The role for augmentation therapy in the setting of lung transplantation is a further challenge for future work.78 Limited evidence by King et al79 demonstrates an increased free elastase activity in bronchoalveolar lavage fluid of lung transplant recipients during lower respiratory tract inflammation, a phenomenon absent in the healthy state. Subsequent augmentation therapy inhibits elastase-mediated injury to the transplanted lung and hence should be considered for even the non-AATD setting. While increased oxidative stress in the AATD lung necessitates a double rather than single lung transplant in AATD, there persists a paucity of clinical evidence to inform transplant physicians about the merit of augmentation strategies for such patients during peri- or posttransplant clinical care.

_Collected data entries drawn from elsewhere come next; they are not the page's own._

use chip8_vm::{
    create_state, deliver_key_press, is_waiting_for_key, load_program, run_headless, run_tick,
    Chip8Config, Chip8Error, FrameBuffer, Keypad, NullTone, ToneEmitter,
};

/// Records start/stop calls so tests can observe the sound-timer gate.
#[derive(Default)]
struct RecordingTone {
    started: Vec<u16>,
    stops: usize,
}

impl ToneEmitter for RecordingTone {
    fn start(&mut self, frequency_hz: u16) {
        self.started.push(frequency_hz);
    }

    fn stop(&mut self) {
        self.stops += 1;
    }
}

#[test]
fn tick_runs_exactly_the_instruction_quota() {
    let mut state = create_state();
    let mut display = FrameBuffer::new();
    let keypad = Keypad::new();
    let mut tone = NullTone;
    // Ten copies of "add 1 to V0".
    let program: Vec<u8> = [0x70u8, 0x01].repeat(10);
    load_program(&mut state, &program).unwrap();

    run_tick(
        &mut state,
        Chip8Config::default(),
        &mut display,
        &keypad,
        &mut tone,
    )
    .unwrap();

    assert_eq!(state.registers[0], 10);
    assert_eq!(state.pc, 0x214);
}

#[test]
fn tick_decrements_timers_once_and_gates_the_tone() {
    let mut state = create_state();
    let mut display = FrameBuffer::new();
    let keypad = Keypad::new();
    let mut tone = RecordingTone::default();
    state.delay_timer = 3;
    state.sound_timer = 2;

    run_tick(
        &mut state,
        Chip8Config::default(),
        &mut display,
        &keypad,
        &mut tone,
    )
    .unwrap();

    assert_eq!(state.delay_timer, 2);
    assert_eq!(state.sound_timer, 1);
    assert_eq!(tone.started, vec![440]);
    assert_eq!(tone.stops, 0);

    run_tick(
        &mut state,
        Chip8Config::default(),
        &mut display,
        &keypad,
        &mut tone,
    )
    .unwrap();

    assert_eq!(state.sound_timer, 0);
    assert_eq!(tone.started, vec![440]);
    assert_eq!(tone.stops, 1);
}

#[test]
fn paused_machine_burns_its_quota_and_freezes_timers() {
    let mut state = create_state();
    let mut display = FrameBuffer::new();
    let keypad = Keypad::new();
    let mut tone = NullTone;
    load_program(&mut state, &[0xF2, 0x0A]).unwrap();
    state.delay_timer = 5;

    run_tick(
        &mut state,
        Chip8Config::default(),
        &mut display,
        &keypad,
        &mut tone,
    )
    .unwrap();

    assert!(is_waiting_for_key(&state));
    assert_eq!(state.pc, 0x202);
    assert_eq!(state.delay_timer, 5);

    deliver_key_press(&mut state, 0xC);
    run_tick(
        &mut state,
        Chip8Config::default(),
        &mut display,
        &keypad,
        &mut tone,
    )
    .unwrap();

    assert_eq!(state.registers[2], 0xC);
    assert_eq!(state.delay_timer, 4);
}

#[test]
fn headless_run_executes_a_rom_file() {
    let tmp = tempfile::NamedTempFile::new().unwrap();
    std::fs::write(tmp.path(), [0x60, 0x2A, 0x12, 0x02]).unwrap();

    let run = run_headless(tmp.path(), 5, Chip8Config::default()).unwrap();

    assert_eq!(run.state.registers[0], 0x2A);
}

#[test]
fn headless_run_plots_sprites_into_the_framebuffer() {
    let tmp = tempfile::NamedTempFile::new().unwrap();
    // Draw the glyph for 0 at the origin, then spin.
    std::fs::write(tmp.path(), [0xD0, 0x05, 0x12, 0x02]).unwrap();

    let run = run_headless(tmp.path(), 2, Chip8Config::default()).unwrap();

    assert!(run.display.is_lit(0, 0));
    assert!(run.display.pixels().iter().any(|pixel| *pixel == 1));
}

#[test]
fn headless_run_surfaces_fatal_errors() {
    let tmp = tempfile::NamedTempFile::new().unwrap();
    std::fs::write(tmp.path(), [0x00, 0xEE]).unwrap();

    let result = run_headless(tmp.path(), 1, Chip8Config::default());

    assert!(matches!(
        result,
        Err(Chip8Error::StackUnderflow { pc: 0x200, .. })
    ));
}

#[test]
fn headless_run_rejects_a_zero_tick_count() {
    let tmp = tempfile::NamedTempFile::new().unwrap();
    std::fs::write(tmp.path(), [0x00, 0xE0]).unwrap();

    let result = run_headless(tmp.path(), 0, Chip8Config::default());

    assert!(matches!(result, Err(Chip8Error::InvalidArgument(_))));
}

Future challenges and conclusion
Determining the efficacy of currently available AAT augmentation strategies for the treatment of deficiency remains a clinical priority. This will inevitably involve assessing the present dosage strategy to see whether better clinical effects can be achieved with higher doses. Trials assessing superiority or equivalence among the various forms of commercially available pooled AAT remain to be performed. Expanding the available evidence base with focus on safety and tolerability data for the various therapeutic options is important. With expected future increases in the use of AAT augmentation, not just for AATD-related lung disease but also for its use in AAT-related panniculitis and its emerging profile as an anti-inflammatory agent, specific concerns of safety and tolerability in at-risk populations (including immune-suppressed individuals, females of child-bearing potential, the elderly, and posttransplant population) will need to be considered. Finally, cost-effectiveness of intravenous augmentation therapy needs to be improved and attention given to other strategies such as gene therapy, aerosol administration, or subcutaneous administration of AAT to see whether they have comparable or improved efficacy and cost-effectiveness to what is now currently the gold standard of once-weekly intravenous therapy with plasma-purified AAT.
The authors report no conflicts of interest in this work.